Would you restate word for word the lines of the listing, beginning at the first and ending with the line that holds "Symbols are processed"?

########################################

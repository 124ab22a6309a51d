//! The export loop: resolve symbols, then fetch → transform → persist each one.
//!
//! Symbols are processed strictly one after another. A symbol that fails to fetch,
//! has no data, or fails to write is logged and skipped; the loop always runs to
//! the end. Only symbol discovery can abort a run.

use std::path::PathBuf;

use indexmap::IndexSet;
use tracing::{info, warn};

use crate::config::SymbolSource;
use crate::discovery::discover_us_stock_tickers;
use crate::io::sink::DataSink;
use crate::models::{
    request_params::{BarsRequestParams, DateRange},
    table::{BarTable, TableLayout},
};
use crate::providers::{DataProvider, NoDataSnafu, ProviderError, ReferenceDataProvider};
use crate::transform::to_table;

/// Turns the configured source into the list of symbols to export.
///
/// Discovery errors are returned unchanged; the caller is expected to stop.
pub async fn resolve_symbols(
    source: &SymbolSource,
    reference: &dyn ReferenceDataProvider,
) -> Result<Vec<String>, ProviderError> {
    match source {
        SymbolSource::List { tickers } => Ok(tickers.clone()),
        SymbolSource::Discover => Ok(discover_us_stock_tickers(reference)
            .await?
            .into_iter()
            .collect()),
    }
}

/// Fetches one symbol and builds its table.
pub async fn try_fetch_table(
    provider: &dyn DataProvider,
    symbol: &str,
    range: DateRange,
    layout: &TableLayout,
) -> Result<BarTable, ProviderError> {
    let series = provider
        .fetch_bars(&BarsRequestParams::new(symbol, range))
        .await?;
    if series.bars.is_empty() {
        return NoDataSnafu {
            reason: crate::errors::NoDataReason::EmptyResults,
        }
        .fail();
    }
    to_table(&series, layout).map_err(|reason| ProviderError::NoData { reason })
}

/// Fetches one symbol and builds its table, or logs why not and returns `None`.
pub async fn fetch_table(
    provider: &dyn DataProvider,
    symbol: &str,
    range: DateRange,
    layout: &TableLayout,
) -> Option<BarTable> {
    match try_fetch_table(provider, symbol, range, layout).await {
        Ok(table) => Some(table),
        Err(e) if e.is_no_data() => {
            warn!(%symbol, reason = %e, "No data available for {symbol}.");
            None
        }
        Err(e) => {
            warn!(%symbol, error = %e, "An error occurred while fetching data for {symbol}");
            None
        }
    }
}

/// Outcome counts of an export run.
#[derive(Debug, Default, Clone, PartialEq, Eq)]
pub struct ExportSummary {
    pub total: usize,
    pub written: usize,
    /// Symbols that fetched nothing (any fetch failure or "no data" outcome).
    pub skipped: Vec<String>,
    /// Symbols whose table could not be written.
    pub write_failed: Vec<String>,
    /// Distinct files written, in first-write order.
    pub files: IndexSet<PathBuf>,
}

impl ExportSummary {
    pub fn all_written(&self) -> bool {
        self.written == self.total
    }
}

/// Runs the export loop over `symbols`.
pub async fn run_export<S>(
    provider: &dyn DataProvider,
    sink: &S,
    symbols: &[String],
    range: DateRange,
    layout: &TableLayout,
) -> ExportSummary
where
    S: DataSink<Output = PathBuf>,
{
    let mut summary = ExportSummary {
        total: symbols.len(),
        ..Default::default()
    };

    for (i, symbol) in symbols.iter().enumerate() {
        info!(
            "[{}/{}] Fetching {symbol} {range}",
            i + 1,
            summary.total
        );

        let Some(table) = fetch_table(provider, symbol, range, layout).await else {
            summary.skipped.push(symbol.clone());
            continue;
        };

        match sink.write(&table) {
            Ok(path) => {
                info!(rows = table.len(), "Data for {symbol} saved to {}", path.display());
                summary.written += 1;
                summary.files.insert(path);
            }
            Err(e) => {
                warn!(%symbol, error = %e, "An error occurred while saving data for {symbol}");
                summary.write_failed.push(symbol.clone());
            }
        }
    }

    info!(
        written = summary.written,
        skipped = summary.skipped.len(),
        write_failed = summary.write_failed.len(),
        "Export complete: {}/{} symbols written",
        summary.written,
        summary.total
    );
    summary
}
//! Turns a [`BarSeries`] into a [`BarTable`] according to a [`TableLayout`].
//!
//! One row is produced per bar, in the order the provider returned them. The
//! `Datetime` cell is rendered from the epoch-millisecond timestamp; every other
//! cell is the provider's number rendered as-is. Optional fields missing from a
//! bar become empty cells.

use crate::errors::NoDataReason;
use crate::models::{
    bar::Bar,
    bar_series::BarSeries,
    table::{BarTable, Column, TableLayout},
};
use crate::tz::render_datetime;

/// Builds the export table for one symbol.
///
/// Fails only if a timestamp cannot be represented as a datetime.
pub fn to_table(series: &BarSeries, layout: &TableLayout) -> Result<BarTable, NoDataReason> {
    let columns = layout.columns.columns();

    let rows = series
        .bars
        .iter()
        .enumerate()
        .map(|(row, bar)| {
            let datetime = bar
                .timestamp()
                .map(|dt| render_datetime(dt, layout.datetime))
                .ok_or(NoDataReason::InvalidTimestamp {
                    row,
                    timestamp_ms: bar.timestamp_ms,
                })?;

            Ok(columns
                .iter()
                .map(|col| cell(*col, &series.symbol, &datetime, bar))
                .collect())
        })
        .collect::<Result<Vec<Vec<String>>, NoDataReason>>()?;

    Ok(BarTable::new(series.symbol.clone(), columns.to_vec(), rows))
}

fn cell(column: Column, symbol: &str, datetime: &str, bar: &Bar) -> String {
    match column {
        Column::Symbol => symbol.to_string(),
        Column::Datetime => datetime.to_string(),
        Column::Open => bar.open.to_string(),
        Column::High => bar.high.to_string(),
        Column::Low => bar.low.to_string(),
        Column::Close => bar.close.to_string(),
        Column::Volume => bar.volume.to_string(),
        Column::Vwap => bar.vwap.as_ref().map(ToString::to_string).unwrap_or_default(),
        Column::TradeCount => bar
            .trade_count
            .as_ref()
            .map(ToString::to_string)
            .unwrap_or_default(),
    }
}

#[cfg(test)]
mod tests {
    use proptest::prelude::*;
    use serde_json::Number;

    use super::*;
    use crate::models::table::{ColumnSet, DatetimeMode};
    use crate::tz::US_EASTERN;

    fn bar(ts: i64, close: f64) -> Bar {
        Bar {
            timestamp_ms: ts,
            open: Number::from_f64(138.5).unwrap(),
            high: Number::from_f64(138.7).unwrap(),
            low: Number::from_f64(138.41).unwrap(),
            close: Number::from_f64(close).unwrap(),
            volume: Number::from(1200),
            vwap: Number::from_f64(138.5012),
            trade_count: Some(Number::from(31)),
        }
    }

    fn series(bars: Vec<Bar>) -> BarSeries {
        BarSeries {
            symbol: "AMD".into(),
            bars,
        }
    }

    #[test]
    fn basic_layout_in_eastern_time() {
        let layout = TableLayout {
            columns: ColumnSet::Basic,
            datetime: DatetimeMode::Zoned(US_EASTERN),
        };
        let table = to_table(&series(vec![bar(1_704_205_800_000, 138.62)]), &layout).unwrap();

        assert_eq!(
            table.header(),
            vec!["Symbol", "Datetime", "Open", "High", "Low", "Close", "Volume"]
        );
        assert_eq!(
            table.rows()[0],
            vec!["AMD", "2024-01-02 09:30:00", "138.5", "138.7", "138.41", "138.62", "1200"]
        );
    }

    #[test]
    fn extended_layout_in_naive_utc() {
        let table = to_table(
            &series(vec![bar(1_704_205_800_000, 138.62)]),
            &TableLayout {
                columns: ColumnSet::Extended,
                datetime: DatetimeMode::NaiveUtc,
            },
        )
        .unwrap();

        assert_eq!(table.header()[7..], ["Volume Weighted Average Price", "Number of Transactions"]);
        assert_eq!(table.rows()[0][1], "2024-01-02 14:30:00");
        assert_eq!(table.rows()[0][7..], ["138.5012", "31"]);
    }

    #[test]
    fn missing_optional_fields_are_blank() {
        let mut b = bar(1_704_205_800_000, 1.0);
        b.vwap = None;
        b.trade_count = None;
        let layout = TableLayout {
            columns: ColumnSet::Extended,
            datetime: DatetimeMode::NaiveUtc,
        };
        let table = to_table(&series(vec![b]), &layout).unwrap();
        assert_eq!(table.rows()[0][7..], ["", ""]);
    }

    #[test]
    fn unrepresentable_timestamp_is_rejected() {
        let err = to_table(
            &series(vec![bar(1_704_205_800_000, 1.0), bar(i64::MAX, 1.0)]),
            &TableLayout::default(),
        )
        .unwrap_err();
        assert_eq!(
            err,
            NoDataReason::InvalidTimestamp {
                row: 1,
                timestamp_ms: i64::MAX
            }
        );
    }

    #[test]
    fn every_short_code_lands_under_its_label() {
        let body = r#"{"results": [
            {"t": 1704205800000, "o": 1.5, "h": 2.5, "l": 0.5, "c": 1.75, "v": 300, "vw": 1.25, "n": 7}
        ]}"#;
        let bars = crate::providers::polygon_rest::response::parse_aggregates(body).unwrap();
        let layout = TableLayout {
            columns: ColumnSet::Extended,
            datetime: DatetimeMode::NaiveUtc,
        };
        let table = to_table(&series(bars), &layout).unwrap();
        let header = table.header();

        for (code, label, value) in [
            ("o", "Open", "1.5"),
            ("h", "High", "2.5"),
            ("l", "Low", "0.5"),
            ("c", "Close", "1.75"),
            ("v", "Volume", "300"),
            ("vw", "Volume Weighted Average Price", "1.25"),
            ("n", "Number of Transactions", "7"),
        ] {
            let idx = header
                .iter()
                .position(|h| *h == label)
                .unwrap_or_else(|| panic!("no column for {code}"));
            assert_eq!(table.rows()[0][idx], value, "{code} -> {label}");
        }
    }

    #[test]
    fn headers_are_unique_and_never_short_codes() {
        const SHORT_CODES: [&str; 8] = ["t", "o", "h", "l", "c", "v", "vw", "n"];
        for columns in [ColumnSet::Basic, ColumnSet::Extended] {
            let layout = TableLayout {
                columns,
                datetime: DatetimeMode::NaiveUtc,
            };
            let header = to_table(&series(vec![bar(1_704_205_800_000, 1.0)]), &layout)
                .unwrap()
                .header();

            let distinct: std::collections::HashSet<_> = header.iter().collect();
            assert_eq!(distinct.len(), header.len());
            assert!(header.iter().all(|h| !SHORT_CODES.contains(h)));
        }
    }

    proptest! {
        #[test]
        fn one_row_per_bar_in_order(
            offsets in proptest::collection::vec(0i64..10_000_000, 1..50),
            extended in any::<bool>(),
        ) {
            let base = 1_704_205_800_000i64;
            let bars: Vec<Bar> = offsets
                .iter()
                .enumerate()
                .map(|(i, off)| bar(base + off * 60_000, 100.0 + i as f64))
                .collect();
            let layout = TableLayout {
                columns: if extended { ColumnSet::Extended } else { ColumnSet::Basic },
                datetime: DatetimeMode::NaiveUtc,
            };

            let table = to_table(&series(bars.clone()), &layout).unwrap();
            prop_assert_eq!(table.len(), bars.len());

            let close_idx = table.columns().iter().position(|c| *c == Column::Close).unwrap();
            for (row, b) in table.rows().iter().zip(&bars) {
                prop_assert_eq!(row.len(), table.columns().len());
                prop_assert_eq!(&row[close_idx], &b.close.to_string());
                prop_assert_eq!(&row[0], "AMD");
            }
        }
    }
}
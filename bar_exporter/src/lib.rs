#[cfg(feature = "cli")]
pub mod cli;
pub mod config;
pub mod discovery;
pub mod errors;
pub mod io;
pub mod models;
pub mod pipeline;
pub mod providers;
pub mod transform;
pub mod tz;
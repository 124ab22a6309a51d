//! A minimal canned HTTP/1.1 server for driving the provider in tests.

#![allow(dead_code)]

use std::sync::{Arc, Mutex};

use tokio::io::{AsyncReadExt, AsyncWriteExt};
use tokio::net::TcpListener;

/// Answers requests whose path starts with `prefix`.
#[derive(Clone)]
pub struct Route {
    pub prefix: String,
    pub status: u16,
    pub body: String,
}

pub fn route(prefix: &str, status: u16, body: &str) -> Route {
    Route {
        prefix: prefix.to_string(),
        status,
        body: body.to_string(),
    }
}

pub struct MockServer {
    pub base_url: String,
    requests: Arc<Mutex<Vec<String>>>,
}

impl MockServer {
    /// Starts serving on an ephemeral port. The first matching route wins;
    /// anything else gets a 404.
    pub async fn start(routes: Vec<Route>) -> Self {
        let listener = TcpListener::bind("127.0.0.1:0").await.unwrap();
        let addr = listener.local_addr().unwrap();
        let requests = Arc::new(Mutex::new(Vec::new()));
        let seen = Arc::clone(&requests);

        tokio::spawn(async move {
            loop {
                let Ok((mut stream, _)) = listener.accept().await else {
                    break;
                };
                let routes = routes.clone();
                let seen = Arc::clone(&seen);
                tokio::spawn(async move {
                    let mut buf = Vec::new();
                    let mut chunk = [0u8; 4096];
                    while !buf.windows(4).any(|w| w == b"\r\n\r\n") {
                        match stream.read(&mut chunk).await {
                            Ok(0) | Err(_) => return,
                            Ok(n) => buf.extend_from_slice(&chunk[..n]),
                        }
                    }

                    let head = String::from_utf8_lossy(&buf);
                    let target = head
                        .lines()
                        .next()
                        .and_then(|line| line.split_whitespace().nth(1))
                        .unwrap_or("")
                        .to_string();
                    seen.lock().unwrap().push(target.clone());

                    let path = target.split('?').next().unwrap_or("");
                    let (status, body) = routes
                        .iter()
                        .find(|r| path.starts_with(&r.prefix))
                        .map(|r| (r.status, r.body.clone()))
                        .unwrap_or((404, r#"{"status":"NOT_FOUND"}"#.to_string()));

                    let response = format!(
                        "HTTP/1.1 {status} {}\r\nContent-Type: application/json\r\nContent-Length: {}\r\nConnection: close\r\n\r\n{body}",
                        reason(status),
                        body.len()
                    );
                    let _ = stream.write_all(response.as_bytes()).await;
                    let _ = stream.shutdown().await;
                });
            }
        });

        Self {
            base_url: format!("http://{addr}"),
            requests,
        }
    }

    /// Request targets (path and query) in arrival order.
    pub fn requests(&self) -> Vec<String> {
        self.requests.lock().unwrap().clone()
    }
}

fn reason(status: u16) -> &'static str {
    match status {
        200 => "OK",
        403 => "Forbidden",
        404 => "Not Found",
        429 => "Too Many Requests",
        500 => "Internal Server Error",
        _ => "Unknown",
    }
}

/// Three AMD minute bars starting 2024-01-02 14:30 UTC (09:30 Eastern).
pub const AMD_BARS: &str = r#"{
  "ticker": "AMD",
  "queryCount": 3,
  "resultsCount": 3,
  "adjusted": true,
  "results": [
    {"v": 1200, "vw": 138.5012, "o": 138.5, "c": 138.62, "h": 138.7, "l": 138.41, "t": 1704205800000, "n": 31},
    {"v": 800.0, "vw": 138.6, "o": 138.62, "c": 138.55, "h": 138.66, "l": 138.5, "t": 1704205860000, "n": 12},
    {"v": 950, "o": 138.55, "c": 138.8, "h": 138.81, "l": 138.5, "t": 1704205920000}
  ],
  "status": "OK",
  "request_id": "abc",
  "count": 3
}"#;

pub const NO_RESULTS: &str = r#"{"ticker":"DEAD","queryCount":0,"resultsCount":0,"adjusted":true,"status":"OK","request_id":"def"}"#;

pub const EXCHANGES: &str = r#"{
  "results": [
    {"id": 1, "type": "exchange", "asset_class": "stocks", "locale": "us", "name": "NYSE American, LLC", "mic": "XASE"},
    {"id": 4, "type": "TRF", "asset_class": "stocks", "locale": "us", "name": "FINRA Alternative Display Facility"},
    {"id": 12, "type": "exchange", "asset_class": "stocks", "locale": "us", "name": "Nasdaq", "mic": "XNAS"}
  ],
  "status": "OK",
  "request_id": "ghi",
  "count": 3
}"#;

########################################

## [Response area]
repository 124ab22a6309a51d
//! The export loop: resolve symbols, then fetch → transform → persist each one.
//!
//! Symbols are processed strictly one after another. A symbol that fails to fetch,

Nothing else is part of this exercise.